■ **Provided records**
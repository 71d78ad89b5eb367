use std::fmt;

use async_trait::async_trait;
use nt_core::{Error, InferenceModel, Result, Task};
use reqwest::Client;
use serde::{Deserialize, Serialize};

pub const DEFAULT_BASE_URL: &str = "https://api.deepseek.com/v1";
pub const DEFAULT_MODEL_NAME: &str = "deepseek-chat";

const SYSTEM_PROMPT: &str = "You are the editorial assistant of a news desk. \
    Answer with a single JSON object and nothing else.";

#[derive(Serialize)]
struct ChatMessage<'a> {
    role: &'a str,
    content: &'a str,
}

#[derive(Serialize)]
struct ResponseFormat {
    #[serde(rename = "type")]
    kind: &'static str,
}

#[derive(Serialize)]
struct ChatRequest<'a> {
    model: &'a str,
    messages: Vec<ChatMessage<'a>>,
    temperature: f32,
    response_format: ResponseFormat,
}

#[derive(Deserialize)]
struct ChatResponse {
    choices: Vec<Choice>,
}

#[derive(Deserialize)]
struct Choice {
    message: Message,
}

#[derive(Deserialize)]
struct Message {
    content: Option<String>,
}

/// Client for an OpenAI-compatible chat completions endpoint.
pub struct DeepSeekModel {
    client: Client,
    api_key: String,
    base_url: String,
    model_name: String,
}

impl fmt::Debug for DeepSeekModel {
    fn fmt(&self, f: &mut fmt::Formatter<'_>) -> fmt::Result {
        f.debug_struct("DeepSeekModel")
            .field("client", &"<reqwest::Client>")
            .field("api_key", &"<redacted>")
            .field("base_url", &self.base_url)
            .field("model_name", &self.model_name)
            .finish()
    }
}

impl DeepSeekModel {
    pub fn new(api_key: Option<String>) -> Result<Self> {
        let api_key = api_key
            .filter(|k| !k.trim().is_empty())
            .ok_or_else(|| Error::Inference("DeepSeek API key is required".to_string()))?;
        Ok(Self {
            client: Client::new(),
            api_key,
            base_url: DEFAULT_BASE_URL.to_string(),
            model_name: DEFAULT_MODEL_NAME.to_string(),
        })
    }

    pub fn with_base_url(mut self, base_url: impl Into<String>) -> Self {
        self.base_url = base_url.into().trim_end_matches('/').to_string();
        self
    }

    pub fn with_model_name(mut self, model_name: impl Into<String>) -> Self {
        self.model_name = model_name.into();
        self
    }

    pub fn endpoint(&self) -> String {
        format!("{}/chat/completions", self.base_url)
    }

    fn temperature(task: Task) -> f32 {
        match task {
            Task::Rewrite | Task::Synthesize => 0.4,
            _ => 0.1,
        }
    }
}

#[async_trait]
impl InferenceModel for DeepSeekModel {
    fn name(&self) -> &str {
        "DeepSeek"
    }

    async fn complete(&self, task: Task, prompt: &str) -> Result<String> {
        let request = ChatRequest {
            model: &self.model_name,
            messages: vec![
                ChatMessage {
                    role: "system",
                    content: SYSTEM_PROMPT,
                },
                ChatMessage {
                    role: "user",
                    content: prompt,
                },
            ],
            temperature: Self::temperature(task),
            response_format: ResponseFormat { kind: "json_object" },
        };

        tracing::debug!(%task, model = %self.model_name, "Sending chat completion request");
        let response = self
            .client
            .post(self.endpoint())
            .bearer_auth(&self.api_key)
            .json(&request)
            .send()
            .await?
            .error_for_status()?
            .json::<ChatResponse>()
            .await?;

        response
            .choices
            .into_iter()
            .next()
            .and_then(|choice| choice.message.content)
            .filter(|content| !content.trim().is_empty())
            .ok_or_else(|| Error::Inference(format!("{}: empty completion", task)))
    }
}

■ **Task goal**
Print only the lines that run from the start of the listing to the line bearing "pub fn new(api_key: Option<String>)"; please keep the first line and that last one, exactly as they appear.

■ **Answer section**
repository 71d78ad89b5eb367
use std::fmt;

use async_trait::async_trait;
use nt_core::{Error, InferenceModel, Result, Task};
use reqwest::Client;
use serde::{Deserialize, Serialize};

pub const DEFAULT_BASE_URL: &str = "https://api.deepseek.com/v1";
pub const DEFAULT_MODEL_NAME: &str = "deepseek-chat";

const SYSTEM_PROMPT: &str = "You are the editorial assistant of a news desk. \
    Answer with a single JSON object and nothing else.";

#[derive(Serialize)]
struct ChatMessage<'a> {
    role: &'a str,
    content: &'a str,
}

#[derive(Serialize)]
struct ResponseFormat {
    #[serde(rename = "type")]
    kind: &'static str,
}

#[derive(Serialize)]
struct ChatRequest<'a> {
    model: &'a str,
    messages: Vec<ChatMessage<'a>>,
    temperature: f32,
    response_format: ResponseFormat,
}

#[derive(Deserialize)]
struct ChatResponse {
    choices: Vec<Choice>,
}

#[derive(Deserialize)]
struct Choice {
    message: Message,
}

#[derive(Deserialize)]
struct Message {
    content: Option<String>,
}

/// Client for an OpenAI-compatible chat completions endpoint.
pub struct DeepSeekModel {
    client: Client,
    api_key: String,
    base_url: String,
    model_name: String,
}

impl fmt::Debug for DeepSeekModel {
    fn fmt(&self, f: &mut fmt::Formatter<'_>) -> fmt::Result {
        f.debug_struct("DeepSeekModel")
            .field("client", &"<reqwest::Client>")
            .field("api_key", &"<redacted>")
            .field("base_url", &self.base_url)
            .field("model_name", &self.model_name)
            .finish()
    }
}

impl DeepSeekModel {
    pub fn new(api_key: Option<String>) -> Result<Self> {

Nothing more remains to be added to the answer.